Tuesday, June 21, 2016

Exotica and the comforting presence of primitive religion

"No anthropologist, observing a community in which the tenets of religion have taken root, would wish to disabuse his tribe of their sacred rites and stories. It is only those brought up in faith who feel the impulse, on losing it, to ruin the faith of others."
That's Roger Scruton from An Intelligent Person's Guide to Modern Culture. Casanova made more or less the same argument against Voltaire. He believed, and told Voltaire, that rather than abolishing superstition a proper philosopher would have remained silent on the subject. Wittgenstein made similar aruments.

The opposing view, popular since the Enlightenment, is that it is an act of bravery to shed our sacred rites and stories. This idea has been subject to relatively little scrutiny however. In any case, there are no knock-em-down arguments on either side. The best we can do, as Wittgenstein said, is a sort of propaganda in which both sides seek to remind the other of past weaknesses and failures. In this respect, the Enlightenment view is particularly vulnerable as all past attempts to strip the world clear of the dreams of superstition has tended to produce nightmares much as sterilizing a surface tends to prepare it for new and massive bacterial growth.

So let's put aside conclusive arguments for a while return to the album cover we were looking at yesterday.
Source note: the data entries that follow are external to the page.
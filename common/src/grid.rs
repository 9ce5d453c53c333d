//! 画像のグリッド分割
//!
//! 画像を g×g の重なりのない矩形に分割する。最終行・最終列は
//! 割り切れない余りを吸収するため、全体を隙間なく覆う。

use crate::error::{Error, Result};
use serde::{Deserialize, Serialize};

/// 元画像のピクセル座標での矩形
#[derive(Debug, Clone, Copy, PartialEq, Eq, Serialize, Deserialize)]
pub struct RegionRect {
    pub x: u32,
    pub y: u32,
    pub width: u32,
    pub height: u32,
}

impl RegionRect {
    pub fn area(&self) -> u64 {
        self.width as u64 * self.height as u64
    }

    pub fn contains(&self, px: u32, py: u32) -> bool {
        px >= self.x && px < self.x + self.width && py >= self.y && py < self.y + self.height
    }
}

/// グリッドの1領域
#[derive(Debug, Clone, PartialEq, Eq, Serialize, Deserialize)]
pub struct Region {
    /// `R01C01` 形式のID（行・列とも1始まり）
    pub id: String,
    pub rect: RegionRect,
    /// 0始まり
    pub row: u32,
    pub col: u32,
}

impl Region {
    /// 位置ラベル（例: `top-left`, `upper-middle-right-middle`）
    pub fn position_label(&self, grid_size: u32) -> String {
        position_label(self.row, self.col, grid_size)
    }
}

/// 画像サイズがグリッドに対して十分か検証
pub fn validate_dimensions(width: u32, height: u32, grid_size: u32) -> Result<()> {
    if grid_size == 0 {
        return Err(Error::Config("grid size must be at least 1".into()));
    }
    if width < grid_size || height < grid_size {
        return Err(Error::ImageTooSmall { width, height, grid_size });
    }
    Ok(())
}

/// g×g 領域を行優先で生成
pub fn build_grid(width: u32, height: u32, grid_size: u32) -> Result<Vec<Region>> {
    validate_dimensions(width, height, grid_size)?;

    let region_width = width / grid_size;
    let region_height = height / grid_size;
    let last = grid_size - 1;

    let mut regions = Vec::with_capacity((grid_size * grid_size) as usize);
    for row in 0..grid_size {
        for col in 0..grid_size {
            let x = col * region_width;
            let y = row * region_height;
            let w = if col == last { width - x } else { region_width };
            let h = if row == last { height - y } else { region_height };

            regions.push(Region {
                id: region_id(row, col, grid_size),
                rect: RegionRect { x, y, width: w, height: h },
                row,
                col,
            });
        }
    }

    Ok(regions)
}

/// 領域ID（ゼロ埋め幅は grid_size の桁数）
pub fn region_id(row: u32, col: u32, grid_size: u32) -> String {
    let pad = grid_size.max(1).to_string().len();
    format!("R{:0pad$}C{:0pad$}", row + 1, col + 1, pad = pad)
}

/// 行・列から位置ラベルを作る
pub fn position_label(row: u32, col: u32, grid_size: u32) -> String {
    if grid_size <= 1 {
        return "whole".to_string();
    }
    let last = grid_size - 1;
    // row < g/2 を整数で比較
    let vertical = if row == 0 {
        "top"
    } else if row == last {
        "bottom"
    } else if row * 2 < grid_size {
        "upper-middle"
    } else {
        "lower-middle"
    };
    let horizontal = if col == 0 {
        "left"
    } else if col == last {
        "right"
    } else if col * 2 < grid_size {
        "left-middle"
    } else {
        "right-middle"
    };
    format!("{}-{}", vertical, horizontal)
}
Here's what it says about that cover in Mondo Exotica by Francesco Adinolfi:
The splendid album cover designed by William George portrayed a couple dancing among "threatening pagan idols."
But are they threatening? A lot would depend on how you looked at it. For millions of Catholics, the image of the crucified Christ is a source of comfort. That's a bit odd when you consider that it shows us a spectacularly cruel form of capital punishment. It's odd to see the torture and brutal murder of the person you place your hope in as comforting. And the Catholic seeing the crucifixion portrayed knows this. They would insist, in fact, that the spectacular cruelty and seeming hopelessness of the situation portrayed is the very point.

Something similar is happening with this cover. It's an altogether more commonplace instance and the deliberate use of the pejorative term "idols" above tells us that this is intentional. (We don't know who originally said or wrote "threatening pagan idols" as Adinolfi doesn't tell us where he gets this from or why he puts it in quotes.)

And we can grasp the real point of both the cover art and the music if we take the trouble to notice that the couple isn't dancing. It shows us something rather ambiguous: a man who wants to kiss a woman and a woman who isn't certain whether to refuse or accept his kiss. That's something like dancing and virtually all dancing is a ritualized encounter meant to recall such situations.

What will the woman be agreeing to if she accepts his kiss? Well, sex for starters. Perhaps not full sex that night but some sort of sexual interaction is being proposed. But what exactly? This could lead to some more kissing, hugging and squeezing and then never again. Or it might lead to sex. Or it might lead to love or even marriage.

And it's ambiguous both ways. She only knows that he wants to kiss her. She doesn't know what he hopes it will lead to or, to be a bit more prosaic, what he'll settle for.  She also doesn't know what she really hopes it will lead to or, to be a bit more prosaic, what she'll settle for.

Think of how a woman kisses her husband and then think how the same woman, about to begin an affair, kisses the man she will have that affair with for the first time. She might tell herself that the second kiss is "just about sex" but is that ever true? Conversely, she might give her husband a kiss and think to herself, "this is about love and not sex", but is that ever true?

No matter how you cut it, the possibility of a kiss is never the purely rational interaction that Enlightenment thinkers of all eras want us to believe it is. Something more is going on and, if we see things that way, the pagan idols surrounding the couple make perfect sense. They fit the situation not because they bring a threat with them but because they allow us to recognize a threat that exists in the very situation and which threat it is that makes the whole thing so enchanting.

To return to Scruton:
The sexual revolution of modern times has disenchanted the sexual act. Sex has been finally removed from the sacred realm: it has become 'my' affair, in which 'we' no longer show an interest. This de-consecration of the reproductive process is the leading fact of modern culture.
Scruton, however, is guilty of the very thing he accuses the sexual revolution of doing. We see this in his use of the term "the reproductive process". Is there anything more disenchanting that a process? Imagine the couple above thinking to themselves, "I'm engaged in the reproductive process?" As Wittgenstein once said, the parsons are equal partners with the philosophers in doing the "infinite harm" that Enlightenment disenchantment has caused.

Since I must stop somewhere, I'll simply note that Exotica and Tiki culture were an act of rebellion more profound than the rock and roll that followed. What we see here is a movement not to re-enchant the word, for the world can not be disenchanted. Rather, it's a movement to recognize the primitive enchantment that never goes away. It matters little what the original context those "pagan idols" were taken from, nor does it matter who has an authentic right to invoke them. All that matters is what anyone can see in that picture if they are open to it.